ところで自分で書いていて思ったことだが、そして(仮にいるとして)読んでいる方もそう思われたのではないかと信じて疑わないのだが、上に書いた内容は見ようによってはなんとも身近な問題ではないか。「こうならね〜かな〜」も「決してあり得ないことではない着想」も、得てしてわれわれがいわゆる二次創作に取り組む際の始原的で根本的な欲求になるものだ。公式的に示されたものとは異なる展開、運命、世界を望んでしまう罪深くも甘美な経験をした人は多いはずである。文章であるか絵であるかの形式や媒体もその分量も問わず、われわれはそうした示されていないものを日常的に求め、創作へと向かう。まるでサッポロビールのCMのように(わからない人は「ないものは、つくるしかない」でググろう)。

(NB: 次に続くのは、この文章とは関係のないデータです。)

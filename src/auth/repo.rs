use anyhow::Context;
use async_trait::async_trait;
use sqlx::PgPool;
use uuid::Uuid;

use crate::auth::repo_types::{NewUser, User};

const USER_COLUMNS: &str = "id, email, name, password_hash, is_verified, \
     verification_token, reset_token, created_at, updated_at";

#[async_trait]
pub trait UserStore: Send + Sync {
    async fn find_by_email(&self, email: &str) -> anyhow::Result<Option<User>>;
    /// Inserts the user, or returns `None` when the email is already taken.
    async fn create(&self, new: NewUser) -> anyhow::Result<Option<User>>;
    /// Sets `is_verified` and clears the verification token, but only while
    /// the user is unverified and still holds `token`. Returns whether the
    /// row changed.
    async fn mark_verified(&self, id: Uuid, token: &str) -> anyhow::Result<bool>;
    async fn set_reset_token(&self, id: Uuid, token: &str) -> anyhow::Result<()>;
    /// Replaces the password hash and clears the reset token, but only while
    /// `reset_token` is the stored one. Returns whether the row changed.
    async fn update_password(
        &self,
        id: Uuid,
        reset_token: &str,
        password_hash: &str,
    ) -> anyhow::Result<bool>;
}

#[derive(Clone)]
pub struct PgUserStore {
    db: PgPool,
}

impl PgUserStore {
    pub fn new(db: PgPool) -> Self {
        Self { db }
    }
}

#[async_trait]
impl UserStore for PgUserStore {
    async fn find_by_email(&self, email: &str) -> anyhow::Result<Option<User>> {
        let user = sqlx::query_as::<_, User>(&format!(
            "SELECT {USER_COLUMNS} FROM users WHERE email = $1"
        ))
        .bind(email)
        .fetch_optional(&self.db)
        .await
        .context("find user by email")?;
        Ok(user)
    }

    async fn create(&self, new: NewUser) -> anyhow::Result<Option<User>> {
        let inserted = sqlx::query_as::<_, User>(&format!(
            r#"
            INSERT INTO users (id, email, name, password_hash, verification_token)
            VALUES ($1, $2, $3, $4, $5)
            RETURNING {USER_COLUMNS}
            "#
        ))
        .bind(Uuid::new_v4())
        .bind(&new.email)
        .bind(&new.name)
        .bind(&new.password_hash)
        .bind(&new.verification_token)
        .fetch_one(&self.db)
        .await;

        match inserted {
            Ok(user) => Ok(Some(user)),
            Err(sqlx::Error::Database(e)) if e.is_unique_violation() => Ok(None),
            Err(e) => Err(anyhow::Error::new(e).context("insert user")),
        }
    }

    async fn mark_verified(&self, id: Uuid, token: &str) -> anyhow::Result<bool> {
        let res = sqlx::query(
            r#"
            UPDATE users
               SET is_verified = TRUE, verification_token = NULL, updated_at = now()
             WHERE id = $1 AND is_verified = FALSE AND verification_token = $2
            "#,
        )
        .bind(id)
        .bind(token)
        .execute(&self.db)
        .await
        .context("mark user verified")?;
        Ok(res.rows_affected() > 0)
    }

    async fn set_reset_token(&self, id: Uuid, token: &str) -> anyhow::Result<()> {
        sqlx::query("UPDATE users SET reset_token = $2, updated_at = now() WHERE id = $1")
            .bind(id)
            .bind(token)
            .execute(&self.db)
            .await
            .context("store reset token")?;
        Ok(())
    }

    async fn update_password(
        &self,
        id: Uuid,
        reset_token: &str,
        password_hash: &str,
    ) -> anyhow::Result<bool> {
        let res = sqlx::query(
            r#"
            UPDATE users
               SET password_hash = $2, reset_token = NULL, updated_at = now()
             WHERE id = $1 AND reset_token = $3
            "#,
        )
        .bind(id)
        .bind(password_hash)
        .bind(reset_token)
        .execute(&self.db)
        .await
        .context("update password")?;
        Ok(res.rows_affected() > 0)
    }
}
use std::net::SocketAddr;

use axum::{routing::get, Router};
use tower_http::{cors::CorsLayer, trace::TraceLayer};

use crate::config::AppConfig;
use crate::error::not_found;
use crate::state::AppState;
use crate::{auth, todos};

pub fn build_app(state: AppState) -> Router {
    Router::new()
        .nest("/api", auth::api_router())
        // outer nests drop a nested router's fallback; keep this one at the top
        .nest("/api/todos", todos::router(state.clone()))
        .merge(auth::link_router())
        .route("/health", get(|| async { "ok" }))
        .fallback(not_found)
        .with_state(state)
        .layer(CorsLayer::permissive())
        .layer(
            TraceLayer::new_for_http()
                .make_span_with(|req: &axum::http::Request<_>| {
                    let method = req.method().clone();
                    let uri = req.uri().clone();
                    tracing::info_span!("http_request", %method, uri = %uri, status = tracing::field::Empty)
                })
                .on_response(
                    |res: &axum::http::Response<_>,
                     latency: std::time::Duration,
                     span: &tracing::Span| {
                        let status = res.status();
                        span.record("status", tracing::field::display(status));
                        let latency_ms = latency.as_millis() as u64;
                        if status.is_server_error() {
                            tracing::error!(%status, latency_ms, "response");
                        } else {
                            tracing::info!(%status, latency_ms, "response");
                        }
                    },
                ),
        )
}

pub async fn serve(app: Router, config: &AppConfig) -> anyhow::Result<()> {
    let addr: SocketAddr = format!("{}:{}", config.host, config.port).parse()?;

    tracing::info!("listening on {}", addr);
    let listener = tokio::net::TcpListener::bind(addr).await?;
    axum::serve(listener, app).await?;
    Ok(())
}
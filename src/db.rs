use anyhow::Context;
use sqlx::{postgres::PgPoolOptions, PgPool};

pub async fn connect(database_url: &str) -> anyhow::Result<PgPool> {
    PgPoolOptions::new()
        .max_connections(10)
        .connect(database_url)
        .await
        .context("connect to database")
}

pub async fn migrate(db: &PgPool) -> anyhow::Result<()> {
    sqlx::migrate!("./migrations")
        .run(db)
        .await
        .context("run migrations")?;
    tracing::info!("database migrations applied");
    Ok(())
}
use anyhow::Context;
use async_trait::async_trait;
use reqwest::Client;
use serde::Serialize;
use time::{macros::format_description, OffsetDateTime};
use tracing::{debug, instrument};

use super::{ensure_success, Notification, NotificationKind, NotificationSender};

const SENDGRID_API: &str = "https://api.sendgrid.com";

#[derive(Debug, Serialize)]
struct Address<'a> {
    email: &'a str,
    #[serde(skip_serializing_if = "Option::is_none")]
    name: Option<&'a str>,
}

#[derive(Debug, Serialize)]
struct TemplateData<'a> {
    name: &'a str,
    email: &'a str,
    link: &'a str,
    #[serde(rename = "type")]
    kind: NotificationKind,
    date: String,
}

#[derive(Debug, Serialize)]
struct Personalization<'a> {
    to: Vec<Address<'a>>,
    dynamic_template_data: TemplateData<'a>,
}

#[derive(Debug, Serialize)]
struct MailSend<'a> {
    from: Address<'a>,
    template_id: &'a str,
    personalizations: Vec<Personalization<'a>>,
}

/// SendGrid v3 dynamic-template sender.
#[derive(Debug, Clone)]
pub struct SendGridSender {
    client: Client,
    base_url: String,
    api_key: String,
    from_email: String,
    from_name: String,
    template_verify: String,
    template_reset: String,
}

impl SendGridSender {
    pub fn new(
        api_key: &str,
        from_email: &str,
        from_name: &str,
        template_verify: &str,
        template_reset: &str,
    ) -> Self {
        Self {
            client: Client::new(),
            base_url: SENDGRID_API.to_string(),
            api_key: api_key.to_string(),
            from_email: from_email.to_string(),
            from_name: from_name.to_string(),
            template_verify: template_verify.to_string(),
            template_reset: template_reset.to_string(),
        }
    }

    pub fn with_base_url(mut self, base_url: &str) -> Self {
        self.base_url = base_url.trim_end_matches('/').to_string();
        self
    }
}

#[async_trait]
impl NotificationSender for SendGridSender {
    #[instrument(skip_all, fields(kind = ?n.kind))]
    async fn send(&self, n: &Notification) -> anyhow::Result<()> {
        let template_id = match n.kind {
            NotificationKind::Verify => &self.template_verify,
            NotificationKind::ResetPassword => &self.template_reset,
        };
        let date = OffsetDateTime::now_utc()
            .format(format_description!("[day]/[month]/[year]"))
            .context("format send date")?;

        let body = MailSend {
            from: Address {
                email: &self.from_email,
                name: Some(&self.from_name),
            },
            template_id,
            personalizations: vec![Personalization {
                to: vec![Address {
                    email: &n.email,
                    name: Some(&n.name),
                }],
                dynamic_template_data: TemplateData {
                    name: &n.name,
                    email: &n.email,
                    link: &n.link,
                    kind: n.kind,
                    date,
                },
            }],
        };

        let res = self
            .client
            .post(format!("{}/v3/mail/send", self.base_url))
            .bearer_auth(&self.api_key)
            .json(&body)
            .send()
            .await
            .context("sendgrid request")?;
        ensure_success("sendgrid", res).await?;
        debug!("sendgrid accepted email");
        Ok(())
    }
}
use serde::{Deserialize, Serialize};
use time::OffsetDateTime;
use uuid::Uuid;

use super::repo_types::User;

/// Request body for user registration. Fields are optional at the JSON
/// level so that a missing or `null` field is reported as "please fill all
/// fields" rather than as a deserialization failure.
#[derive(Debug, Default, Deserialize)]
pub struct RegisterRequest {
    pub name: Option<String>,
    pub email: Option<String>,
    pub password: Option<String>,
}

#[derive(Debug, Default, Deserialize)]
pub struct LoginRequest {
    pub email: Option<String>,
    pub password: Option<String>,
}

/// Request body for `POST /api/reset`.
#[derive(Debug, Default, Deserialize)]
pub struct ForgotPasswordRequest {
    pub email: Option<String>,
}

/// Request body for `POST /reset-password`, posted by the reset page.
#[derive(Debug, Default, Deserialize)]
pub struct ResetPasswordRequest {
    pub email: Option<String>,
    pub password: Option<String>,
    pub token: Option<String>,
}

/// Public part of the user returned to the client.
#[derive(Debug, Clone, Serialize)]
#[serde(rename_all = "camelCase")]
pub struct PublicUser {
    pub id: Uuid,
    pub name: String,
    pub email: String,
    pub is_verified: bool,
    #[serde(with = "time::serde::rfc3339")]
    pub created_at: OffsetDateTime,
}

impl From<User> for PublicUser {
    fn from(u: User) -> Self {
        Self {
            id: u.id,
            name: u.name,
            email: u.email,
            is_verified: u.is_verified,
            created_at: u.created_at,
        }
    }
}

#[derive(Debug, Serialize)]
pub struct RegisterResponse {
    pub message: String,
    pub user: PublicUser,
}
use async_trait::async_trait;
use tracing::info;

use super::{Notification, NotificationSender};

/// Development sender: prints the link instead of mailing it.
#[derive(Debug, Clone, Copy, Default)]
pub struct LogSender;

#[async_trait]
impl NotificationSender for LogSender {
    async fn send(&self, n: &Notification) -> anyhow::Result<()> {
        info!(kind = ?n.kind, to = %n.email, link = %n.link, "email not sent (log provider)");
        Ok(())
    }
}
use anyhow::Context;
use async_trait::async_trait;
use sqlx::PgPool;
use uuid::Uuid;

use super::repo_types::{Todo, TodoChanges};

/// Todo persistence. Every call is scoped to the owning user; a todo that
/// belongs to someone else behaves as if it did not exist.
#[async_trait]
pub trait TodoStore: Send + Sync {
    async fn list(&self, user_id: Uuid) -> anyhow::Result<Vec<Todo>>;
    async fn create(&self, user_id: Uuid, title: &str) -> anyhow::Result<Todo>;
    async fn get(&self, user_id: Uuid, id: Uuid) -> anyhow::Result<Option<Todo>>;
    async fn update(
        &self,
        user_id: Uuid,
        id: Uuid,
        changes: TodoChanges,
    ) -> anyhow::Result<Option<Todo>>;
    /// Returns whether a row was deleted.
    async fn delete(&self, user_id: Uuid, id: Uuid) -> anyhow::Result<bool>;
}

#[derive(Clone)]
pub struct PgTodoStore {
    db: PgPool,
}

impl PgTodoStore {
    pub fn new(db: PgPool) -> Self {
        Self { db }
    }
}

#[async_trait]
impl TodoStore for PgTodoStore {
    async fn list(&self, user_id: Uuid) -> anyhow::Result<Vec<Todo>> {
        let rows = sqlx::query_as::<_, Todo>(
            r#"
            SELECT id, user_id, title, completed, created_at, updated_at
              FROM todos
             WHERE user_id = $1
             ORDER BY created_at DESC
            "#,
        )
        .bind(user_id)
        .fetch_all(&self.db)
        .await
        .context("list todos")?;
        Ok(rows)
    }

    async fn create(&self, user_id: Uuid, title: &str) -> anyhow::Result<Todo> {
        let todo = sqlx::query_as::<_, Todo>(
            r#"
            INSERT INTO todos (id, user_id, title)
            VALUES ($1, $2, $3)
            RETURNING id, user_id, title, completed, created_at, updated_at
            "#,
        )
        .bind(Uuid::new_v4())
        .bind(user_id)
        .bind(title)
        .fetch_one(&self.db)
        .await
        .context("insert todo")?;
        Ok(todo)
    }

    async fn get(&self, user_id: Uuid, id: Uuid) -> anyhow::Result<Option<Todo>> {
        let todo = sqlx::query_as::<_, Todo>(
            r#"
            SELECT id, user_id, title, completed, created_at, updated_at
              FROM todos
             WHERE id = $1 AND user_id = $2
            "#,
        )
        .bind(id)
        .bind(user_id)
        .fetch_optional(&self.db)
        .await
        .context("get todo")?;
        Ok(todo)
    }

    async fn update(
        &self,
        user_id: Uuid,
        id: Uuid,
        changes: TodoChanges,
    ) -> anyhow::Result<Option<Todo>> {
        let todo = sqlx::query_as::<_, Todo>(
            r#"
            UPDATE todos
               SET title = COALESCE($3, title),
                   completed = COALESCE($4, completed),
                   updated_at = now()
             WHERE id = $1 AND user_id = $2
            RETURNING id, user_id, title, completed, created_at, updated_at
            "#,
        )
        .bind(id)
        .bind(user_id)
        .bind(changes.title)
        .bind(changes.completed)
        .fetch_optional(&self.db)
        .await
        .context("update todo")?;
        Ok(todo)
    }

    async fn delete(&self, user_id: Uuid, id: Uuid) -> anyhow::Result<bool> {
        let res = sqlx::query("DELETE FROM todos WHERE id = $1 AND user_id = $2")
            .bind(id)
            .bind(user_id)
            .execute(&self.db)
            .await
            .context("delete todo")?;
        Ok(res.rows_affected() > 0)
    }
}
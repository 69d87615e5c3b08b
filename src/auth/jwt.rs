use axum::extract::FromRef;
use jsonwebtoken::{decode, encode, DecodingKey, EncodingKey, Header, Validation};
use time::{Duration, OffsetDateTime};
use tracing::debug;
use uuid::Uuid;

use super::claims::{Claims, TokenKind};
use crate::{config::JwtConfig, state::AppState};

#[derive(Clone)]
pub struct JwtKeys {
    pub encoding: EncodingKey,
    pub decoding: DecodingKey,
    pub issuer: String,
    pub audience: String,
    pub session_ttl: Duration,
    pub verification_ttl: Duration,
    pub reset_ttl: Duration,
}

impl From<&JwtConfig> for JwtKeys {
    fn from(cfg: &JwtConfig) -> Self {
        Self {
            encoding: EncodingKey::from_secret(cfg.secret.as_bytes()),
            decoding: DecodingKey::from_secret(cfg.secret.as_bytes()),
            issuer: cfg.issuer.clone(),
            audience: cfg.audience.clone(),
            session_ttl: Duration::minutes(cfg.session_ttl_minutes),
            verification_ttl: Duration::minutes(cfg.verification_ttl_minutes),
            reset_ttl: Duration::minutes(cfg.reset_ttl_minutes),
        }
    }
}

impl FromRef<AppState> for JwtKeys {
    fn from_ref(state: &AppState) -> Self {
        JwtKeys::from(&state.config.jwt)
    }
}

impl JwtKeys {
    fn sign_with_kind(
        &self,
        kind: TokenKind,
        sub: Option<Uuid>,
        email: &str,
        name: Option<&str>,
    ) -> anyhow::Result<String> {
        let now = OffsetDateTime::now_utc();
        let ttl = match kind {
            TokenKind::Session => self.session_ttl,
            TokenKind::Verification => self.verification_ttl,
            TokenKind::Reset => self.reset_ttl,
        };
        let claims = Claims {
            sub,
            email: email.to_string(),
            name: name.map(str::to_string),
            iat: now.unix_timestamp() as usize,
            exp: (now + ttl).unix_timestamp().max(0) as usize,
            iss: self.issuer.clone(),
            aud: self.audience.clone(),
            kind,
        };
        let token = encode(&Header::default(), &claims, &self.encoding)?;
        debug!(kind = ?kind, "jwt signed");
        Ok(token)
    }

    /// Long-lived identity token stored in the session cookie.
    pub fn sign_session(&self, user_id: Uuid, email: &str, name: &str) -> anyhow::Result<String> {
        self.sign_with_kind(TokenKind::Session, Some(user_id), email, Some(name))
    }

    /// Token embedded in the verification link. Issued before the user row
    /// exists, so it only names the email.
    pub fn sign_verification(&self, email: &str) -> anyhow::Result<String> {
        self.sign_with_kind(TokenKind::Verification, None, email, None)
    }

    pub fn sign_reset(&self, user_id: Uuid, email: &str) -> anyhow::Result<String> {
        self.sign_with_kind(TokenKind::Reset, Some(user_id), email, None)
    }

    pub fn verify(&self, token: &str) -> anyhow::Result<Claims> {
        let mut validation = Validation::default();
        validation.set_audience(std::slice::from_ref(&self.audience));
        validation.set_issuer(std::slice::from_ref(&self.issuer));
        let data = decode::<Claims>(token, &self.decoding, &validation)?;
        debug!(kind = ?data.claims.kind, "jwt verified");
        Ok(data.claims)
    }

    /// Verifies the token and checks it was issued for `kind`.
    pub fn verify_kind(&self, token: &str, kind: TokenKind) -> anyhow::Result<Claims> {
        let claims = self.verify(token)?;
        if claims.kind != kind {
            anyhow::bail!("expected a {:?} token, got {:?}", kind, claims.kind);
        }
        Ok(claims)
    }
}
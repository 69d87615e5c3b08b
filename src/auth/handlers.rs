use axum::{
    extract::{FromRef, State},
    http::{header, StatusCode},
    response::{IntoResponse, Response},
    routing::{get, post},
    Json, Router,
};
use tracing::instrument;

use crate::{
    auth::{
        cookies,
        dto::{
            ForgotPasswordRequest, LoginRequest, PublicUser, RegisterRequest, RegisterResponse,
            ResetPasswordRequest,
        },
        jwt::JwtKeys,
        services,
    },
    error::{AppError, MessageBody},
    extract::{ApiJson, ApiPath},
    pages,
    state::AppState,
};

/// Routes mounted under `/api`.
pub fn api_routes() -> Router<AppState> {
    Router::new()
        .route("/register", post(register))
        .route("/login", post(login))
        .route("/logout", get(logout))
        .route("/reset", post(forgot_password))
}

/// Routes opened from emailed links.
pub fn link_routes() -> Router<AppState> {
    Router::new()
        .route("/verify/:token", get(verify_email))
        .route("/reset/:token", get(reset_page))
        .route("/reset-password", post(reset_password))
}

fn message(text: &str) -> Json<MessageBody> {
    Json(MessageBody {
        message: text.to_string(),
    })
}

fn session_cookie(state: &AppState, token: &str) -> String {
    let keys = JwtKeys::from_ref(state);
    cookies::session_cookie(token, keys.session_ttl, state.config.production)
}

#[instrument(skip(state, payload))]
pub async fn register(
    State(state): State<AppState>,
    ApiJson(payload): ApiJson<RegisterRequest>,
) -> Result<impl IntoResponse, AppError> {
    let registered = services::register(&state, payload).await?;
    Ok((
        StatusCode::CREATED,
        [(header::SET_COOKIE, session_cookie(&state, &registered.session_token))],
        Json(RegisterResponse {
            message: "User created successfully".into(),
            user: PublicUser::from(registered.user),
        }),
    ))
}

#[instrument(skip(state, payload))]
pub async fn login(
    State(state): State<AppState>,
    ApiJson(payload): ApiJson<LoginRequest>,
) -> Result<impl IntoResponse, AppError> {
    let token = services::login(&state, payload).await?;
    Ok((
        [(header::SET_COOKIE, session_cookie(&state, &token))],
        message("User logged in successfully"),
    ))
}

#[instrument(skip(state))]
pub async fn logout(State(state): State<AppState>) -> impl IntoResponse {
    (
        [(header::SET_COOKIE, cookies::cleared_cookie(state.config.production))],
        message("User logged out successfully"),
    )
}

#[instrument(skip(state, token))]
pub async fn verify_email(
    State(state): State<AppState>,
    ApiPath(token): ApiPath<String>,
) -> Result<Json<MessageBody>, AppError> {
    services::verify_email(&state, &token).await?;
    Ok(message("Email is verified"))
}

#[instrument(skip(state, payload))]
pub async fn forgot_password(
    State(state): State<AppState>,
    ApiJson(payload): ApiJson<ForgotPasswordRequest>,
) -> Result<Json<MessageBody>, AppError> {
    services::forgot_password(&state, payload).await?;
    Ok(message("Email sent successfully"))
}

#[instrument(skip(state, payload))]
pub async fn reset_password(
    State(state): State<AppState>,
    ApiJson(payload): ApiJson<ResetPasswordRequest>,
) -> Result<Json<MessageBody>, AppError> {
    services::reset_password(&state, payload).await?;
    Ok(message("Password reset successfully"))
}

#[instrument(skip(state, token))]
pub async fn reset_page(
    State(state): State<AppState>,
    ApiPath(token): ApiPath<String>,
) -> Response {
    match services::check_reset_token(&state, &token).await {
        Ok(user) => pages::reset_page(&user.email, &token).into_response(),
        Err(AppError::Internal(e)) => AppError::Internal(e).into_response(),
        Err(e) => pages::link_error_page(e.status(), &e.to_string()),
    }
}
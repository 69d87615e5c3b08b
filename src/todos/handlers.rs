use axum::{
    extract::State,
    http::StatusCode,
    middleware,
    routing::get,
    Json, Router,
};
use tracing::{info, instrument};
use uuid::Uuid;

use super::{
    dto::{CreateTodoRequest, UpdateTodoRequest},
    repo_types::{Todo, TodoChanges},
};
use crate::{
    auth::{require_session, SessionUser},
    error::{not_found, AppError},
    extract::{ApiJson, ApiPath},
    state::AppState,
};

/// Todo routes, all behind the session check. Mounted under `/api/todos`.
/// Unknown paths below the mount require a session too.
pub fn todo_routes(state: AppState) -> Router<AppState> {
    Router::new()
        .route("/", get(list_todos).post(create_todo))
        .route("/:id", get(get_todo).patch(update_todo).delete(delete_todo))
        .fallback(not_found)
        .layer(middleware::from_fn_with_state(state, require_session))
}

fn non_blank_title(title: Option<String>) -> Result<Option<String>, AppError> {
    match title.map(|t| t.trim().to_string()) {
        Some(t) if t.is_empty() => Err(AppError::Validation("Title must not be empty".into())),
        other => Ok(other),
    }
}

fn todo_not_found() -> AppError {
    AppError::NotFound("Todo not found".into())
}

#[instrument(skip(state, user), fields(user_id = %user.id))]
pub async fn list_todos(
    State(state): State<AppState>,
    user: SessionUser,
) -> Result<Json<Vec<Todo>>, AppError> {
    Ok(Json(state.todos.list(user.id).await?))
}

#[instrument(skip(state, user, payload), fields(user_id = %user.id))]
pub async fn create_todo(
    State(state): State<AppState>,
    user: SessionUser,
    ApiJson(payload): ApiJson<CreateTodoRequest>,
) -> Result<(StatusCode, Json<Todo>), AppError> {
    let title = non_blank_title(payload.title)?
        .ok_or_else(|| AppError::Validation("Title is required".into()))?;
    let todo = state.todos.create(user.id, &title).await?;
    info!(todo_id = %todo.id, "todo created");
    Ok((StatusCode::CREATED, Json(todo)))
}

#[instrument(skip(state, user), fields(user_id = %user.id))]
pub async fn get_todo(
    State(state): State<AppState>,
    user: SessionUser,
    ApiPath(id): ApiPath<Uuid>,
) -> Result<Json<Todo>, AppError> {
    state
        .todos
        .get(user.id, id)
        .await?
        .map(Json)
        .ok_or_else(todo_not_found)
}

#[instrument(skip(state, user, payload), fields(user_id = %user.id))]
pub async fn update_todo(
    State(state): State<AppState>,
    user: SessionUser,
    ApiPath(id): ApiPath<Uuid>,
    ApiJson(payload): ApiJson<UpdateTodoRequest>,
) -> Result<Json<Todo>, AppError> {
    let changes = TodoChanges {
        title: non_blank_title(payload.title)?,
        completed: payload.completed,
    };
    state
        .todos
        .update(user.id, id, changes)
        .await?
        .map(Json)
        .ok_or_else(todo_not_found)
}

#[instrument(skip(state, user), fields(user_id = %user.id))]
pub async fn delete_todo(
    State(state): State<AppState>,
    user: SessionUser,
    ApiPath(id): ApiPath<Uuid>,
) -> Result<StatusCode, AppError> {
    if state.todos.delete(user.id, id).await? {
        info!(todo_id = %id, "todo deleted");
        Ok(StatusCode::NO_CONTENT)
    } else {
        Err(todo_not_found())
    }
}
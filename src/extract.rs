use axum::extract::{
    rejection::{JsonRejection, PathRejection},
    FromRequest, FromRequestParts,
};

use crate::error::AppError;

/// `axum::Json` whose rejection renders as a 400 `{message}`.
#[derive(Debug, FromRequest)]
#[from_request(via(axum::Json), rejection(AppError))]
pub struct ApiJson<T>(pub T);

/// `axum::extract::Path` whose rejection renders as a 404 `{message}`.
#[derive(Debug, FromRequestParts)]
#[from_request(via(axum::extract::Path), rejection(AppError))]
pub struct ApiPath<T>(pub T);

impl From<JsonRejection> for AppError {
    fn from(rejection: JsonRejection) -> Self {
        AppError::Validation(rejection.body_text())
    }
}

impl From<PathRejection> for AppError {
    fn from(_: PathRejection) -> Self {
        AppError::NotFound("Not found".into())
    }
}
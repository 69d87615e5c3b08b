use axum::{
    http::StatusCode,
    response::{IntoResponse, Response},
    Json,
};
use serde::Serialize;
use tracing::{error, warn};

/// Errors a handler can return. Every variant renders as `{"message": ...}`.
#[derive(Debug, thiserror::Error)]
pub enum AppError {
    /// Missing or malformed input.
    #[error("{0}")]
    Validation(String),
    /// No user matches the lookup. Answered with 400, not 404, so that
    /// auth endpoints keep a single client-error status.
    #[error("{0}")]
    UnknownUser(String),
    /// Bad credentials, unverified account, or an invalid emailed link.
    #[error("{0}")]
    Auth(String),
    /// Missing or rejected session token.
    #[error("{0}")]
    Unauthorized(String),
    #[error("{0}")]
    NotFound(String),
    #[error(transparent)]
    Internal(#[from] anyhow::Error),
}

#[derive(Debug, Serialize)]
pub struct MessageBody {
    pub message: String,
}

impl AppError {
    pub fn status(&self) -> StatusCode {
        match self {
            AppError::Validation(_) | AppError::UnknownUser(_) | AppError::Auth(_) => {
                StatusCode::BAD_REQUEST
            }
            AppError::Unauthorized(_) => StatusCode::UNAUTHORIZED,
            AppError::NotFound(_) => StatusCode::NOT_FOUND,
            AppError::Internal(_) => StatusCode::INTERNAL_SERVER_ERROR,
        }
    }
}

impl IntoResponse for AppError {
    fn into_response(self) -> Response {
        let status = self.status();
        let message = match &self {
            AppError::Internal(e) => {
                error!(error = ?e, "internal error");
                let msg = e.to_string();
                if msg.is_empty() {
                    "Something went wrong".to_string()
                } else {
                    msg
                }
            }
            other => {
                warn!(%status, message = %other, "request rejected");
                other.to_string()
            }
        };
        (status, Json(MessageBody { message })).into_response()
    }
}

pub async fn not_found() -> AppError {
    AppError::NotFound("Not found".into())
}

このいわゆる二次創作に向き合うとき、原作と妄想の擦り合わせようとしたり、あるいはもとより捏造モノとして出発したりするにしても、どうあれ説得的なものになるよう苦心することもなかなか多いが、それを会心の出来で成しえたときの快感というのは筆舌に尽くしがたい。そういう意味でも『第三の魔弾』は、作者本人がどこまでそうした欲求を持っていたかは知らないが、われわれのお手本となる傑作として見ることもできるし、ペルッツはそうした想像力の大大大先達でもあるかもしれない。また少し異なる趣になるが映画『シャーロック・ホームズの素敵な挑戦』も同様で、その想像力の幅やら柔軟さやらに接見することで「こういうふうにしていいんだ!」という勇気(自分勝手な幻想かもしれないけれど)を与えてくれる作品が世の中には意外とたくさん存在し、ふらついているとたまに出会うことができる。

もちろんそうした名品と自分のやっている素人創作を比べようとするのは、たしかに決定的な格の違いを思えばあまりに畏れ多いことではある。けれど、よいものを創ろうという真摯な態度には時代も立場も関係なく学べるところがあるはずだ。魔弾のように必中ではないけれど、われわれにも自分の持ち弾があるのだから。